Remove some code which has been made obsolete and hasn't worked properly
before anyway. Part of the infrastructure may be reintroduced in a
follow up patch to implement a working command aborting facility.

Signed-off-by: Elias Oltmanns <[email protected]>
---

drivers/ide/ide-cd.c | 1 -
drivers/ide/ide-disk.c | 1 -
drivers/ide/ide-floppy.c | 1 -
drivers/ide/ide-io.c | 49 ----------------------------------------------
drivers/ide/ide-tape.c | 1 -
drivers/scsi/ide-scsi.c | 14 -------------
include/linux/ide.h | 7 -------
7 files changed, 0 insertions(+), 74 deletions(-)
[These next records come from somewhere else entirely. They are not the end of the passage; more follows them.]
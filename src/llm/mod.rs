//! Chat-completion backends
//!
//! Every supported provider speaks the OpenAI chat-completions protocol, so a
//! single HTTP client is configured per provider with its own base URL, model
//! and credential variable. Backends are selected by name at request time.

mod openai_compatible;

pub use openai_compatible::OpenAiCompatibleBackend;

use crate::config::LlmConfig;
use crate::error::{RagError, Result};
use serde::{Deserialize, Serialize};
use std::fmt;
use std::str::FromStr;
use std::sync::Arc;
use thiserror::Error;
use tracing::{debug, warn};

/// Prompt used to check that a backend answers at all
pub const PROBE_PROMPT: &str = "Hola, ¿quién eres?";

#[derive(Error, Debug)]
pub enum BackendError {
    #[error("Request failed: {0}")]
    Transport(String),

    #[error("Provider returned {status}: {body}")]
    Status { status: u16, body: String },

    #[error("Malformed response: {0}")]
    MalformedResponse(String),

    #[error("Provider returned no completion")]
    EmptyResponse,

    #[error("Invalid credential: {0}")]
    InvalidCredential(String),
}

/// A single message of a chat conversation
#[derive(Debug, Clone, PartialEq, Eq, Serialize, Deserialize)]
pub struct ChatMessage {
    pub role: String,
    pub content: String,
}

impl ChatMessage {
    pub fn user(content: impl Into<String>) -> Self {
        Self {
            role: "user".to_string(),
            content: content.into(),
        }
    }

    pub fn system(content: impl Into<String>) -> Self {
        Self {
            role: "system".to_string(),
            content: content.into(),
        }
    }
}

/// A chat-completion backend
pub trait LlmBackend: Send + Sync {
    /// Short provider name, as accepted by [`BackendKind::from_str`]
    fn name(&self) -> &str;

    /// Model identifier sent with each request
    fn model(&self) -> &str;

    /// Send the conversation and return the assistant's text
    fn chat(&self, messages: &[ChatMessage]) -> std::result::Result<String, BackendError>;
}

/// The closed set of supported providers
#[derive(Debug, Clone, Copy, PartialEq, Eq, Hash, Serialize, Deserialize)]
#[serde(rename_all = "lowercase")]
pub enum BackendKind {
    ChatGpt,
    DeepSeek,
    OpenRouter,
}

impl BackendKind {
    pub const ALL: [BackendKind; 3] = [
        BackendKind::ChatGpt,
        BackendKind::DeepSeek,
        BackendKind::OpenRouter,
    ];

    pub fn as_str(&self) -> &'static str {
        match self {
            BackendKind::ChatGpt => "chatgpt",
            BackendKind::DeepSeek => "deepseek",
            BackendKind::OpenRouter => "openrouter",
        }
    }

    fn supported_names() -> String {
        Self::ALL
            .iter()
            .map(|kind| kind.as_str())
            .collect::<Vec<_>>()
            .join(", ")
    }
}

impl fmt::Display for BackendKind {
    fn fmt(&self, f: &mut fmt::Formatter<'_>) -> fmt::Result {
        f.write_str(self.as_str())
    }
}

impl FromStr for BackendKind {
    type Err = RagError;

    fn from_str(s: &str) -> Result<Self> {
        match s.trim().to_ascii_lowercase().as_str() {
            "chatgpt" | "openai" => Ok(BackendKind::ChatGpt),
            "deepseek" => Ok(BackendKind::DeepSeek),
            "openrouter" => Ok(BackendKind::OpenRouter),
            _ => Err(RagError::UnsupportedProvider {
                name: s.to_string(),
                supported: Self::supported_names(),
            }),
        }
    }
}

/// Backends that could be constructed, keyed by provider
pub struct BackendRegistry {
    backends: Vec<(BackendKind, Arc<dyn LlmBackend>)>,
    default: BackendKind,
}

impl BackendRegistry {
    /// Create an empty registry answering to `default` when no name is given
    pub fn new(default: BackendKind) -> Self {
        Self {
            backends: Vec::new(),
            default,
        }
    }

    /// Build every backend whose credential is present in the environment
    ///
    /// Providers without a credential are skipped with a warning; requesting
    /// one later yields [`RagError::ProviderUnavailable`].
    pub fn from_config(config: &LlmConfig) -> Result<Self> {
        Self::from_lookup(config, |var| std::env::var(var).ok())
    }

    /// Same as [`BackendRegistry::from_config`] with an explicit variable lookup
    pub fn from_lookup<F>(config: &LlmConfig, lookup: F) -> Result<Self>
    where
        F: Fn(&str) -> Option<String>,
    {
        let default: BackendKind = config.default_provider.parse()?;
        let mut registry = Self::new(default);

        for kind in BackendKind::ALL {
            let settings = config.settings(kind);
            match lookup(&settings.api_key_env).filter(|key| !key.trim().is_empty()) {
                Some(api_key) => {
                    let backend = OpenAiCompatibleBackend::with_api_key(kind, settings, api_key)?;
                    debug!("Registered backend {} ({})", kind, settings.model);
                    registry.register(kind, Arc::new(backend));
                }
                None => warn!(
                    "Provider {} unavailable: {} is not set",
                    kind, settings.api_key_env
                ),
            }
        }

        Ok(registry)
    }

    /// Add or replace the backend for `kind`
    pub fn register(&mut self, kind: BackendKind, backend: Arc<dyn LlmBackend>) {
        self.backends.retain(|(k, _)| *k != kind);
        self.backends.push((kind, backend));
    }

    /// Resolve a provider name, falling back to the default provider
    pub fn get(&self, name: Option<&str>) -> Result<Arc<dyn LlmBackend>> {
        let kind = match name.map(str::trim).filter(|n| !n.is_empty()) {
            Some(name) => name.parse()?,
            None => self.default,
        };
        self.get_kind(kind)
    }

    pub fn get_kind(&self, kind: BackendKind) -> Result<Arc<dyn LlmBackend>> {
        self.backends
            .iter()
            .find(|(k, _)| *k == kind)
            .map(|(_, backend)| Arc::clone(backend))
            .ok_or_else(|| RagError::ProviderUnavailable(kind.to_string()))
    }

    /// Providers that can be used, in declaration order
    pub fn available(&self) -> Vec<BackendKind> {
        BackendKind::ALL
            .into_iter()
            .filter(|kind| self.backends.iter().any(|(k, _)| k == kind))
            .collect()
    }

    pub fn default_kind(&self) -> BackendKind {
        self.default
    }

    pub fn is_empty(&self) -> bool {
        self.backends.is_empty()
    }
}

/// Send [`PROBE_PROMPT`] and return the reply
pub fn probe(backend: &dyn LlmBackend) -> std::result::Result<String, BackendError> {
    backend.chat(&[ChatMessage::user(PROBE_PROMPT)])
}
diff --git a/drivers/ide/ide-cd.c b/drivers/ide/ide-cd.c
index b5ec249..26e8972 100644
--- a/drivers/ide/ide-cd.c
+++ b/drivers/ide/ide-cd.c
@@ -1940,7 +1940,6 @@ static ide_driver_t ide_cdrom_driver = {
.do_request = ide_cd_do_request,
.end_request = ide_end_request,
.error = __ide_error,
- .abort = __ide_abort,
#ifdef CONFIG_IDE_PROC_FS
.proc = idecd_proc,
#endif
diff --git a/drivers/ide/ide-disk.c b/drivers/ide/ide-disk.c
index 5f49a4a..3a2e802 100644
--- a/drivers/ide/ide-disk.c
+++ b/drivers/ide/ide-disk.c
@@ -985,7 +985,6 @@ static ide_driver_t idedisk_driver = {
.do_request = ide_do_rw_disk,
.end_request = ide_end_request,
.error = __ide_error,
- .abort = __ide_abort,
#ifdef CONFIG_IDE_PROC_FS
.proc = idedisk_proc,
#endif
diff --git a/drivers/ide/ide-floppy.c b/drivers/ide/ide-floppy.c
index c7e4433..011d720 100644
--- a/drivers/ide/ide-floppy.c
+++ b/drivers/ide/ide-floppy.c
@@ -1129,7 +1129,6 @@ static ide_driver_t idefloppy_driver = {
.do_request = idefloppy_do_request,
.end_request = idefloppy_end_request,
.error = __ide_error,
- .abort = __ide_abort,
#ifdef CONFIG_IDE_PROC_FS
.proc = idefloppy_proc,
#endif
diff --git a/drivers/ide/ide-io.c b/drivers/ide/ide-io.c
index 2b33c12..661b75a 100644
--- a/drivers/ide/ide-io.c
+++ b/drivers/ide/ide-io.c
@@ -504,55 +504,6 @@ ide_startstop_t ide_error (ide_drive_t *drive, const char *msg, u8 stat)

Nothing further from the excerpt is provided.